WORK TASK
Wherever the word "google" appears in a line of the records, copy that line.

Collected data:
==========

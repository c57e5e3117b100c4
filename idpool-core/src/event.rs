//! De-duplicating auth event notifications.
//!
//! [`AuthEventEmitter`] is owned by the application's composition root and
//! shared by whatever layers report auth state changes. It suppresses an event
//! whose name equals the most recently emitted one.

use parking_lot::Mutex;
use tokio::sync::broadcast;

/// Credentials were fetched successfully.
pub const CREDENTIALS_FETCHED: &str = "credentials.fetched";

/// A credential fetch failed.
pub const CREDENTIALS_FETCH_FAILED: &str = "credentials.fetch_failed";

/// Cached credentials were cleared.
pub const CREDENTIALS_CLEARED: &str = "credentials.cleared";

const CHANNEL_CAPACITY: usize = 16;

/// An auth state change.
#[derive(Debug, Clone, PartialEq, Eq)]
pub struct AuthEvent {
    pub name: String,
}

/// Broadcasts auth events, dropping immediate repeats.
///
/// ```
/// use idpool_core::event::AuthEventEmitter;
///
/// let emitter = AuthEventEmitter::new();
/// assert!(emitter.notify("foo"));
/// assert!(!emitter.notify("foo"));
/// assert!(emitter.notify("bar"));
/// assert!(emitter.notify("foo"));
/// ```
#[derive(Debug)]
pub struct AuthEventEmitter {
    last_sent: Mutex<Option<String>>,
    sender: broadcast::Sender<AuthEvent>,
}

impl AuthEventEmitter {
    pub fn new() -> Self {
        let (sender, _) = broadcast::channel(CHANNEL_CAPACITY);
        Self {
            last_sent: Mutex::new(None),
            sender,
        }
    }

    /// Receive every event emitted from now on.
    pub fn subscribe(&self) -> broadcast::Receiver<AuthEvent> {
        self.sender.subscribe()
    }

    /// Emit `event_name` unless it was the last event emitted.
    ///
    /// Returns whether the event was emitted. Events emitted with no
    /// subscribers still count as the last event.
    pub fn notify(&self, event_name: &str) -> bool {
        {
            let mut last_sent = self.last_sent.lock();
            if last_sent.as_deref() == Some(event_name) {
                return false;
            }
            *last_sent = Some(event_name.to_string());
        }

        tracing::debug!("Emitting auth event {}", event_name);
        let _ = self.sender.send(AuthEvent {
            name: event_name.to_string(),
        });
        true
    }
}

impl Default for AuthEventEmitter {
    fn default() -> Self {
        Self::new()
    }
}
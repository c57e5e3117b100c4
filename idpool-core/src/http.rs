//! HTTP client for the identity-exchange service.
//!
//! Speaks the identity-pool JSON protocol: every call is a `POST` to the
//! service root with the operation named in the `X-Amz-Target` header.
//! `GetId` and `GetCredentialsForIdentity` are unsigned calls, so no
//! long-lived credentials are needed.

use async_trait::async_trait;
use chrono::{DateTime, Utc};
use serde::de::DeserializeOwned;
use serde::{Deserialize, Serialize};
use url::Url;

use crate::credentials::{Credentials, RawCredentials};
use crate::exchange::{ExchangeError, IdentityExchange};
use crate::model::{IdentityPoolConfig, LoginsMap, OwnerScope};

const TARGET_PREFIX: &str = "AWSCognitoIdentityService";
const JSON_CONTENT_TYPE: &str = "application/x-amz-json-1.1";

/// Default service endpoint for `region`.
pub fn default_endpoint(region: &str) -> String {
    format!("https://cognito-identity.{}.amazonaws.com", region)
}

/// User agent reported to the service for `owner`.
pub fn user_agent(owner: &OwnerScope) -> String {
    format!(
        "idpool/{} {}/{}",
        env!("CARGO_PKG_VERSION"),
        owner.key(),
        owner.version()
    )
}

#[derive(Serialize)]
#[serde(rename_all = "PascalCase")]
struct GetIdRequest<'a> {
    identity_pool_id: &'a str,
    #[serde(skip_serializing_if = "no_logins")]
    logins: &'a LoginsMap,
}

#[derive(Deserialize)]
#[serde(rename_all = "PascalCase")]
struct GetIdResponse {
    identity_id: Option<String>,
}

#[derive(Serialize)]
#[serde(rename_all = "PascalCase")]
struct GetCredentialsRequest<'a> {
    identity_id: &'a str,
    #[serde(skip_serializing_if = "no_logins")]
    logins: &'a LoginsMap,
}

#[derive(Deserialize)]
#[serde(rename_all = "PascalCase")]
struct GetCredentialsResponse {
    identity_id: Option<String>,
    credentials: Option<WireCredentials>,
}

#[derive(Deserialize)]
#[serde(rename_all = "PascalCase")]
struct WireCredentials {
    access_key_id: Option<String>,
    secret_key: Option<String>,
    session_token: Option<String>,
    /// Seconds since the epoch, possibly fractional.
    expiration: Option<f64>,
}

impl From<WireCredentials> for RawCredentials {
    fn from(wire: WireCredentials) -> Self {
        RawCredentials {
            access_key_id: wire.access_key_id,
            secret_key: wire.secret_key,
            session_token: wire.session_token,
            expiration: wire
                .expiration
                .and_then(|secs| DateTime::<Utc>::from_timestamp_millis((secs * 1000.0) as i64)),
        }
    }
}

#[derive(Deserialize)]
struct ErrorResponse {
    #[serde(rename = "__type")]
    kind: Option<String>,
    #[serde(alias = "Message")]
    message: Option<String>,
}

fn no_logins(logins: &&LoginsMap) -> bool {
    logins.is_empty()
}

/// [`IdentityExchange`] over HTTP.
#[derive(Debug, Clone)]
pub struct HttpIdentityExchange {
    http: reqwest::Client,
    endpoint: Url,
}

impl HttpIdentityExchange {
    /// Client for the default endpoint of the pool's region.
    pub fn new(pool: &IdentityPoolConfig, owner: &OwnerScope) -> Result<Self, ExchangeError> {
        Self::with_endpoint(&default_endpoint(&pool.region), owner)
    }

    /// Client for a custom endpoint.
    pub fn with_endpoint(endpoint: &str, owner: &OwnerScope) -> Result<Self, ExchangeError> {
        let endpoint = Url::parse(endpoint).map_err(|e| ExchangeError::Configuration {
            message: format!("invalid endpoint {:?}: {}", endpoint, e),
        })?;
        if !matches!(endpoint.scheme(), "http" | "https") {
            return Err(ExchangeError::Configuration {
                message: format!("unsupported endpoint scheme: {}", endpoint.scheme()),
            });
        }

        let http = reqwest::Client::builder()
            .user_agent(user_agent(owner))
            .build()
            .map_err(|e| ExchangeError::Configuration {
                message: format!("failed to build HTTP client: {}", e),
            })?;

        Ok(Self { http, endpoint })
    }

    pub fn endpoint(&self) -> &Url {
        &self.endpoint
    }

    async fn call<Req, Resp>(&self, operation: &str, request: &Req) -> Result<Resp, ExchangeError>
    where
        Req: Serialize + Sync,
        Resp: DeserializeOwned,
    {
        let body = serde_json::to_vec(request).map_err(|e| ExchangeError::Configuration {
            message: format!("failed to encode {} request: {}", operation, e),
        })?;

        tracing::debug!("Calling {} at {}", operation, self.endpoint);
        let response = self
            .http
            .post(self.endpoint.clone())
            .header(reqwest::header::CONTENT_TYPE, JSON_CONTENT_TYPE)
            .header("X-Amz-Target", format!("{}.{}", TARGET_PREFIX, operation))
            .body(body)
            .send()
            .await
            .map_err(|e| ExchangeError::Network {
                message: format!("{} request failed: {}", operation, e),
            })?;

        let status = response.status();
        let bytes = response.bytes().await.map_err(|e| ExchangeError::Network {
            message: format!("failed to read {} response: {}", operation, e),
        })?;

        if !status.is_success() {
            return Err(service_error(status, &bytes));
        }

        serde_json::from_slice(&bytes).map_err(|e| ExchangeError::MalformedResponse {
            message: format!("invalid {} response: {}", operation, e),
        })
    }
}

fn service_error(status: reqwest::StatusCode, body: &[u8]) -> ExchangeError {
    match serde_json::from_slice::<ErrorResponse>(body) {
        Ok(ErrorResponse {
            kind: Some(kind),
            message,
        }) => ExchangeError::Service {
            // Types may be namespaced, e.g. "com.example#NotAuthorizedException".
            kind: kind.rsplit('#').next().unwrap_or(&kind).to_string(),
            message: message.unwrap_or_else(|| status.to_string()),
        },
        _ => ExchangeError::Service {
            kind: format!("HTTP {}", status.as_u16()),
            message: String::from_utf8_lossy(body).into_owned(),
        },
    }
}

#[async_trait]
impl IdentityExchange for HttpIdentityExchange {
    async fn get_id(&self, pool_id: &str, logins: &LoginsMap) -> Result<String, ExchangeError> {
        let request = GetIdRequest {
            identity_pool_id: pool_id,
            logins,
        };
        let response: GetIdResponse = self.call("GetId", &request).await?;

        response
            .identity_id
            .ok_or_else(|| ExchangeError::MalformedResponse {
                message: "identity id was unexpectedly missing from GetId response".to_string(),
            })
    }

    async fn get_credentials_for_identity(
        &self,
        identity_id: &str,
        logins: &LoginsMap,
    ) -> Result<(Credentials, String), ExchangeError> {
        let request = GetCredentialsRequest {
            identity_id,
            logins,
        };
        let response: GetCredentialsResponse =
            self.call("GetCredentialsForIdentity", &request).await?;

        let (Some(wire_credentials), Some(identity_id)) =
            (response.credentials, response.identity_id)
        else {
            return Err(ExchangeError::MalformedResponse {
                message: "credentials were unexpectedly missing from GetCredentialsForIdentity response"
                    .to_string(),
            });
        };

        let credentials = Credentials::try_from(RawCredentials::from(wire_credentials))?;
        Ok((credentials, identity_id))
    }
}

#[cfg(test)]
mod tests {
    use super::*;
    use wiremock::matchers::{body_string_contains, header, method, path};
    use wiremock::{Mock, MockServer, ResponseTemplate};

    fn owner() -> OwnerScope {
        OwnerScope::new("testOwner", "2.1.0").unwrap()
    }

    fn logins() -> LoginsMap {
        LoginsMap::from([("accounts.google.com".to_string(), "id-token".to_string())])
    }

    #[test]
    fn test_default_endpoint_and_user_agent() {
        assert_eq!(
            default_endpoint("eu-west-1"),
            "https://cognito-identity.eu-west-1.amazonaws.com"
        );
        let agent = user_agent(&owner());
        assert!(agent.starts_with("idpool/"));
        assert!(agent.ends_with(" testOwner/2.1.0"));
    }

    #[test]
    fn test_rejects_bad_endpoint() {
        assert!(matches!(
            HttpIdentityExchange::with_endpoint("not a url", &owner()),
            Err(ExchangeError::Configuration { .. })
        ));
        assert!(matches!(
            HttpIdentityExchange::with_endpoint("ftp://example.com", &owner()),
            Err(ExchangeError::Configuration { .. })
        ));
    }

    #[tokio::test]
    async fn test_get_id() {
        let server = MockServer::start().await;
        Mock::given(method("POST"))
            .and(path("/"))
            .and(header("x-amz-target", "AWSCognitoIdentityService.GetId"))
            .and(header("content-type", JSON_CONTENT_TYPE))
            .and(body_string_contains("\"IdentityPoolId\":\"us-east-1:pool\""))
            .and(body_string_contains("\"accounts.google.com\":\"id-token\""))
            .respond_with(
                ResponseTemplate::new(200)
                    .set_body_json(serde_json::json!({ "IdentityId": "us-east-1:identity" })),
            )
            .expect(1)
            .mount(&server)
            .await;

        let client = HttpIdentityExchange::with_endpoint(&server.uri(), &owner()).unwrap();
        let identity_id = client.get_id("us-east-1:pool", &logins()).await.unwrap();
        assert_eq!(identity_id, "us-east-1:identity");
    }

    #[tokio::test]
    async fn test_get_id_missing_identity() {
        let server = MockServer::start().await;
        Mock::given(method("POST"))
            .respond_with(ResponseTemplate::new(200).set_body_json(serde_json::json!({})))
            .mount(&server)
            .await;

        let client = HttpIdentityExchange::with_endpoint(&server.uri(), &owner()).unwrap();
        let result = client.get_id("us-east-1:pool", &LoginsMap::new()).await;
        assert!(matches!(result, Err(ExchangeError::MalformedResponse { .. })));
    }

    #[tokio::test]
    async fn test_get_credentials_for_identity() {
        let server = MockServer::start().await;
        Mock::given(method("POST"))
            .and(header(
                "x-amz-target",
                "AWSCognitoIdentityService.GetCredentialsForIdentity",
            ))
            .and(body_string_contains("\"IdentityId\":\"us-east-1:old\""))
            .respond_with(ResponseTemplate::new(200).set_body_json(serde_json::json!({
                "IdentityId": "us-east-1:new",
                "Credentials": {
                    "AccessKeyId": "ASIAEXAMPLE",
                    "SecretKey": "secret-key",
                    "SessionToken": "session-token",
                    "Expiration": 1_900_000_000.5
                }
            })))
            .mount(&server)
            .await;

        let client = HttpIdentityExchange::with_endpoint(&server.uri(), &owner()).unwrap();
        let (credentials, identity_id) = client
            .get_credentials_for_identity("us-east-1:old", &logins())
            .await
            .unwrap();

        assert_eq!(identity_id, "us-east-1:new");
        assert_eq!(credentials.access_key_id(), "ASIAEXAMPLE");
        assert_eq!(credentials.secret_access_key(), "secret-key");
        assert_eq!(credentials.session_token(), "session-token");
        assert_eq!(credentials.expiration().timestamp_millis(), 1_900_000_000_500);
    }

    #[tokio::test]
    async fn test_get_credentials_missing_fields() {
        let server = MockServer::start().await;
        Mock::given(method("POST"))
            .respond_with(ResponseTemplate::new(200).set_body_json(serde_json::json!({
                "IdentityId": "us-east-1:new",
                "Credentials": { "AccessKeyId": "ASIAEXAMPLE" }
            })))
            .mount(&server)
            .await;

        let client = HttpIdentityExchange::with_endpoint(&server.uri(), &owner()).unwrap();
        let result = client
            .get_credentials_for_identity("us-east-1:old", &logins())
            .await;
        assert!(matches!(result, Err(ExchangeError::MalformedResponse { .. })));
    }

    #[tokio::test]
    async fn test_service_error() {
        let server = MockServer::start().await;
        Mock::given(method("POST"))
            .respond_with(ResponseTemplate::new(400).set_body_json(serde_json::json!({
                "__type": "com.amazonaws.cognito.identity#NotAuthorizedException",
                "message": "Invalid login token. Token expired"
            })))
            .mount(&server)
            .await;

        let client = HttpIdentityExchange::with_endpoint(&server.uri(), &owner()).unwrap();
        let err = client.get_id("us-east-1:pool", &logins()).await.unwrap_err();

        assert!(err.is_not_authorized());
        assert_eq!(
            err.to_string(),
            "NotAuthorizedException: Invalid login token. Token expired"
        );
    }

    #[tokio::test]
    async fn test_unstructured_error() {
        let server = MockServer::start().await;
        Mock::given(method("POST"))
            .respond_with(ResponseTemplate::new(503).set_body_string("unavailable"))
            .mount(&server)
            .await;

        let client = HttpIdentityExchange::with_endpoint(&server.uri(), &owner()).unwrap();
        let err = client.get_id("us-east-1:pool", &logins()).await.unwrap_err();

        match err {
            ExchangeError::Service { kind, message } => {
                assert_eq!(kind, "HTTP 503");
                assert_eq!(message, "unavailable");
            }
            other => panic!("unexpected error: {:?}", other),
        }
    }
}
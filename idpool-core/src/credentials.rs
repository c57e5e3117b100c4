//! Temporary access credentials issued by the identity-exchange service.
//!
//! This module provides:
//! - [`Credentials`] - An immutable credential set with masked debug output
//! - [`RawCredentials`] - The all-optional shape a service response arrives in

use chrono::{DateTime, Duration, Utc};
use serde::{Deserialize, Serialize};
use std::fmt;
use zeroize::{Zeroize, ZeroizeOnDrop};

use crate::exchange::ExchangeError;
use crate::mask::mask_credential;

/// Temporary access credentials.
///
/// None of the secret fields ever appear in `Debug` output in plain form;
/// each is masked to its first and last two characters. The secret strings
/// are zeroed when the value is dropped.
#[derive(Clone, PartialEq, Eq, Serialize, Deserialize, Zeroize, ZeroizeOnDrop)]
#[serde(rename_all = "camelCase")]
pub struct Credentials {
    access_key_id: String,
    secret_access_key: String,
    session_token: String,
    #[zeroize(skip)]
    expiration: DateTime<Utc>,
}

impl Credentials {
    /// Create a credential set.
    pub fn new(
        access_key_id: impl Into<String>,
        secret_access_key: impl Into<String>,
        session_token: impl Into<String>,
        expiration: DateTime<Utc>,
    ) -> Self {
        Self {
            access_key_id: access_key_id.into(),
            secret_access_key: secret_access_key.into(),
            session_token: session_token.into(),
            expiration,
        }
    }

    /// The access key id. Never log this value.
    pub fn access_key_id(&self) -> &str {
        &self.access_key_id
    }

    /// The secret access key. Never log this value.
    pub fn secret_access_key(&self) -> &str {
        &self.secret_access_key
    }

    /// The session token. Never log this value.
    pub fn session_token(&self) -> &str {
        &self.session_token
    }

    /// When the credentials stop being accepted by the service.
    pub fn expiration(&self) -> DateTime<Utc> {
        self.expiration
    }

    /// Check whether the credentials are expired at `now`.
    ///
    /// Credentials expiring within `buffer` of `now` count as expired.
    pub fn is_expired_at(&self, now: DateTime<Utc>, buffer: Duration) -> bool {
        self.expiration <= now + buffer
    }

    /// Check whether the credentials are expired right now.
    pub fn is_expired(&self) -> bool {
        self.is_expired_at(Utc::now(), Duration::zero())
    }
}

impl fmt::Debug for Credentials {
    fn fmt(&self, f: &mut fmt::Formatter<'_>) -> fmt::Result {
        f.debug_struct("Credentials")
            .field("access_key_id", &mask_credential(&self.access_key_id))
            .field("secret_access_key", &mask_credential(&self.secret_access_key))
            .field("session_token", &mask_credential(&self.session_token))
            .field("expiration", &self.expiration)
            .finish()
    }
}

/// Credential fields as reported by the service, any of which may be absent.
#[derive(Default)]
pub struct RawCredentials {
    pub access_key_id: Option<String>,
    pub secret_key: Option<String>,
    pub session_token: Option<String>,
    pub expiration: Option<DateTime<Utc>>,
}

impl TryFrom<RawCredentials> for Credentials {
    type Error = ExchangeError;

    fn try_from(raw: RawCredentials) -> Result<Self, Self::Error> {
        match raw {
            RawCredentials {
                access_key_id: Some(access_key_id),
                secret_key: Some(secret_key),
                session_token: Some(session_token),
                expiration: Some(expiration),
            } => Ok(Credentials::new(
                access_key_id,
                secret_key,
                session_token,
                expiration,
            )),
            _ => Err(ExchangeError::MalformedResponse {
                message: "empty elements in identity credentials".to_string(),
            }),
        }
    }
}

==========

REPLY TO THE TASK
        LoginsMap::from([("accounts.google.com".to_string(), "id-token".to_string())])
            .and(body_string_contains("\"accounts.google.com\":\"id-token\""))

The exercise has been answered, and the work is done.